### [RECORD EXTRACTS]
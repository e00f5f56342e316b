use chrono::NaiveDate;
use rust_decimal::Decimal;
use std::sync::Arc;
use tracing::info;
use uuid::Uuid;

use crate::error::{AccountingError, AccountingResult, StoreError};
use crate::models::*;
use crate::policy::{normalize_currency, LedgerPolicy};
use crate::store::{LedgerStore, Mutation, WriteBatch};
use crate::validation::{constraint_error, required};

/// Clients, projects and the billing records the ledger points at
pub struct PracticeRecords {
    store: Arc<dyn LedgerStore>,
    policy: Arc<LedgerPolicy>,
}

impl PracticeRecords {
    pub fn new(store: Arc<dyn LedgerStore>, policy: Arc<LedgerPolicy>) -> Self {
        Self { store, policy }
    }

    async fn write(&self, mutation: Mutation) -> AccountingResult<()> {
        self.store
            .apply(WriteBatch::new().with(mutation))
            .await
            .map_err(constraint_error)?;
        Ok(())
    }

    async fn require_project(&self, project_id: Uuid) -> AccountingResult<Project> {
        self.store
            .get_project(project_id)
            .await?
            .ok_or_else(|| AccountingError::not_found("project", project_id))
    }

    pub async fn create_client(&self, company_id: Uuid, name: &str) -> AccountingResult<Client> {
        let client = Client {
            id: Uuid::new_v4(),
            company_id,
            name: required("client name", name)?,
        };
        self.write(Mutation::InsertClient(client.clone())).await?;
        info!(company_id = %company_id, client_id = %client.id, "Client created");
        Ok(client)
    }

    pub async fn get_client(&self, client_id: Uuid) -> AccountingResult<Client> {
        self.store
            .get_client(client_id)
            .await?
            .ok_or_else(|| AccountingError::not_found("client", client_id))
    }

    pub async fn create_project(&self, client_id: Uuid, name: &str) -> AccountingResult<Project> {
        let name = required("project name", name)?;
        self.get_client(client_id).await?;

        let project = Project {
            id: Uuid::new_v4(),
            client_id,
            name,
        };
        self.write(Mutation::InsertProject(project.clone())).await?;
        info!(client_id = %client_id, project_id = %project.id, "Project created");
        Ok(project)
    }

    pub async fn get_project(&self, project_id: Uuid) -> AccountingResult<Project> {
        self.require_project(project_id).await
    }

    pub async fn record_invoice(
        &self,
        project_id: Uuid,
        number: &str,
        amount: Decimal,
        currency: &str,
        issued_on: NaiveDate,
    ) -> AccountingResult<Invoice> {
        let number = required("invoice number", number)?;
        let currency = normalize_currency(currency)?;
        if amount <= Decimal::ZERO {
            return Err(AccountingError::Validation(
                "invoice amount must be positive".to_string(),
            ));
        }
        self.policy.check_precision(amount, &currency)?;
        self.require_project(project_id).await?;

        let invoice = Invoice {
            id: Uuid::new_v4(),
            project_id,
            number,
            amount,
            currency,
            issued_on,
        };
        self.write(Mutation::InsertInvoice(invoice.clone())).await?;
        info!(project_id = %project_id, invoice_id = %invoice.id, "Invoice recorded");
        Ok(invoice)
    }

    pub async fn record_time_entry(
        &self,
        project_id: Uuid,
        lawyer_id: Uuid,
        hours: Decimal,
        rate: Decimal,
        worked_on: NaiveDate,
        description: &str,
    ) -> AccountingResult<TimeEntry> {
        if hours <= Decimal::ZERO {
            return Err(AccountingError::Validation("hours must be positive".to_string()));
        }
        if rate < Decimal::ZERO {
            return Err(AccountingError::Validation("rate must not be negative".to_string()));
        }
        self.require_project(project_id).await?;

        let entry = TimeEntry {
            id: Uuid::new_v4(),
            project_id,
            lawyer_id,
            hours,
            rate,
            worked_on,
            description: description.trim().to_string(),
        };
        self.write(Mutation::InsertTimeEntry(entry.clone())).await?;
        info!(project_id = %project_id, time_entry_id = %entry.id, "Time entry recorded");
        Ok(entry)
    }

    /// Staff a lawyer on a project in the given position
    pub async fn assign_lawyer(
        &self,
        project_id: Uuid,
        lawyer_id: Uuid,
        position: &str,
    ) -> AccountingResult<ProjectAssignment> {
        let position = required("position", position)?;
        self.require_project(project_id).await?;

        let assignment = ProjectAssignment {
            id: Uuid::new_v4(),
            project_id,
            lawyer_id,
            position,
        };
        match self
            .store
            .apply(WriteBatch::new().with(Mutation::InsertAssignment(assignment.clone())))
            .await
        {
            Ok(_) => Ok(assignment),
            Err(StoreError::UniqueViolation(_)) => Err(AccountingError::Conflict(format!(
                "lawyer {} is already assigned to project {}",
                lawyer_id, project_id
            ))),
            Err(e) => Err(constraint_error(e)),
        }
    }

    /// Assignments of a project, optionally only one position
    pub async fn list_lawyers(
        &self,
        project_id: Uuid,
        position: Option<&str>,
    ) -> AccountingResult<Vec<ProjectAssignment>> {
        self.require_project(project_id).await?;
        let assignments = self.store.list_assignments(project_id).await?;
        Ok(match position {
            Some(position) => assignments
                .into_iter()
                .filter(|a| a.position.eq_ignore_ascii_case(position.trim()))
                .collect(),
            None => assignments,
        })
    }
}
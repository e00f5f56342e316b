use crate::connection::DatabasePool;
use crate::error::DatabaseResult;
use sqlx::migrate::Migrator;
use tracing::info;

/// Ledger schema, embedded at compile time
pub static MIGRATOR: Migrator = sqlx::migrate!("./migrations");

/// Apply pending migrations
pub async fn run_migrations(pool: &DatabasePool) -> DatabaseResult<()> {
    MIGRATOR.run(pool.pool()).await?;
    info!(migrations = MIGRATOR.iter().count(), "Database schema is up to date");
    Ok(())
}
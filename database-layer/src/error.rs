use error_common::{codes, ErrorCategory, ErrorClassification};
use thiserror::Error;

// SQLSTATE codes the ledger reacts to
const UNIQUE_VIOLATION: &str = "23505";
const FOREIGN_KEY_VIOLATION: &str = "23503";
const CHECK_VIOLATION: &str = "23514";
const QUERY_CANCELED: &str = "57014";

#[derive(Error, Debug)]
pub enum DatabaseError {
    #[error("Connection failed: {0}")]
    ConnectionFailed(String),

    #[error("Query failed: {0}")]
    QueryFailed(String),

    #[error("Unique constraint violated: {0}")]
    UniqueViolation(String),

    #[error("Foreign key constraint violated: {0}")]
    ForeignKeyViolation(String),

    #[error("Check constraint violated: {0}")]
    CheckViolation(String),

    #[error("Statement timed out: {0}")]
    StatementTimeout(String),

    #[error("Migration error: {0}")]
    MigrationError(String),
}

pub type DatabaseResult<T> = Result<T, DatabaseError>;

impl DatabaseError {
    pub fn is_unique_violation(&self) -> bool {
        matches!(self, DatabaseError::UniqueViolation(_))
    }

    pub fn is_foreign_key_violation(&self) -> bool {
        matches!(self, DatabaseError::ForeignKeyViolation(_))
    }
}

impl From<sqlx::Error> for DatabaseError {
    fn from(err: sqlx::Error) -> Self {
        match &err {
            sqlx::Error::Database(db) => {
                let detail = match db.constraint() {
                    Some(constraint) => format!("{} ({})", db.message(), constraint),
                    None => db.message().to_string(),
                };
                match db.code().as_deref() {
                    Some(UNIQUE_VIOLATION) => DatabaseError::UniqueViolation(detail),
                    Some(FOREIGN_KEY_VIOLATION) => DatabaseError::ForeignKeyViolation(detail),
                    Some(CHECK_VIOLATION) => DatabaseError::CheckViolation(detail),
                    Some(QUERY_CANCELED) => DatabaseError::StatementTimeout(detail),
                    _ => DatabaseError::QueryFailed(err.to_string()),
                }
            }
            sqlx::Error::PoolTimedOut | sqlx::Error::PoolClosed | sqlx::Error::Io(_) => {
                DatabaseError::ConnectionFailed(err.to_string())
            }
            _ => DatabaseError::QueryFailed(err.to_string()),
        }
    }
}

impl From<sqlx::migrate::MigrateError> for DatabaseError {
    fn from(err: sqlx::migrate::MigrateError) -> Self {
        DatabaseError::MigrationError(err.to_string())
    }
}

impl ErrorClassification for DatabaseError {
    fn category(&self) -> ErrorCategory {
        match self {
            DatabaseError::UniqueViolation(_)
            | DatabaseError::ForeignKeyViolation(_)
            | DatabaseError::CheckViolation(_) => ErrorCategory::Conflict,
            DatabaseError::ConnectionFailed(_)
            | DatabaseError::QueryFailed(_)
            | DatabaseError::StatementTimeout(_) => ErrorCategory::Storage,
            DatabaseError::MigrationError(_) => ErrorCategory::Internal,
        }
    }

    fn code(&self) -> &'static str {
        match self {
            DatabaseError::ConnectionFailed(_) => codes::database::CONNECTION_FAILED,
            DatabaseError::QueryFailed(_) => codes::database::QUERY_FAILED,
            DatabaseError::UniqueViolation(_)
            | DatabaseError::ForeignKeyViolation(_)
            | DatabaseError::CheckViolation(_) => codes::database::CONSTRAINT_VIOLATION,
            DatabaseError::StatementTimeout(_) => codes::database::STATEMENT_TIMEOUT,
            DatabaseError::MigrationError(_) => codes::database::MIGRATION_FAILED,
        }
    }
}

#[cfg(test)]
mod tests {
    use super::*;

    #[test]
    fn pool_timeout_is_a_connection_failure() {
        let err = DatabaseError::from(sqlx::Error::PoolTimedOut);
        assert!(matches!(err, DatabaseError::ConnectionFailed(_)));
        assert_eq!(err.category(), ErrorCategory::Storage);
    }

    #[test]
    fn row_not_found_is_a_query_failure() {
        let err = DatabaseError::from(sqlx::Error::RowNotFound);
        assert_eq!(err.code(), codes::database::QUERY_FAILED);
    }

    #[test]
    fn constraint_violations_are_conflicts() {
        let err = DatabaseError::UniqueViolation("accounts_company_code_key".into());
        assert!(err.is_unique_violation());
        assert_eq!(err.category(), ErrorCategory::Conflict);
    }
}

### [AIM OF THE EXERCISE]
Using the entries above, repeat only the lines from the one containing "lawyer_id, project_id" through the one containing "const UNIQUE_VIOLATION: &str", end lines included.

### [OUTPUT FOR THIS EXERCISE]
                lawyer_id, project_id
            ))),
            Err(e) => Err(constraint_error(e)),
        }
    }

    /// Assignments of a project, optionally only one position
    pub async fn list_lawyers(
        &self,
        project_id: Uuid,
        position: Option<&str>,
    ) -> AccountingResult<Vec<ProjectAssignment>> {
        self.require_project(project_id).await?;
        let assignments = self.store.list_assignments(project_id).await?;
        Ok(match position {
            Some(position) => assignments
                .into_iter()
                .filter(|a| a.position.eq_ignore_ascii_case(position.trim()))
                .collect(),
            None => assignments,
        })
    }
}
repository e00f5f56342e316b
use crate::connection::DatabasePool;
use crate::error::DatabaseResult;
use sqlx::migrate::Migrator;
use tracing::info;

/// Ledger schema, embedded at compile time
pub static MIGRATOR: Migrator = sqlx::migrate!("./migrations");

/// Apply pending migrations
pub async fn run_migrations(pool: &DatabasePool) -> DatabaseResult<()> {
    MIGRATOR.run(pool.pool()).await?;
    info!(migrations = MIGRATOR.iter().count(), "Database schema is up to date");
    Ok(())
}
filename database-layer/src/error.rs
use error_common::{codes, ErrorCategory, ErrorClassification};
use thiserror::Error;

// SQLSTATE codes the ledger reacts to
const UNIQUE_VIOLATION: &str = "23505";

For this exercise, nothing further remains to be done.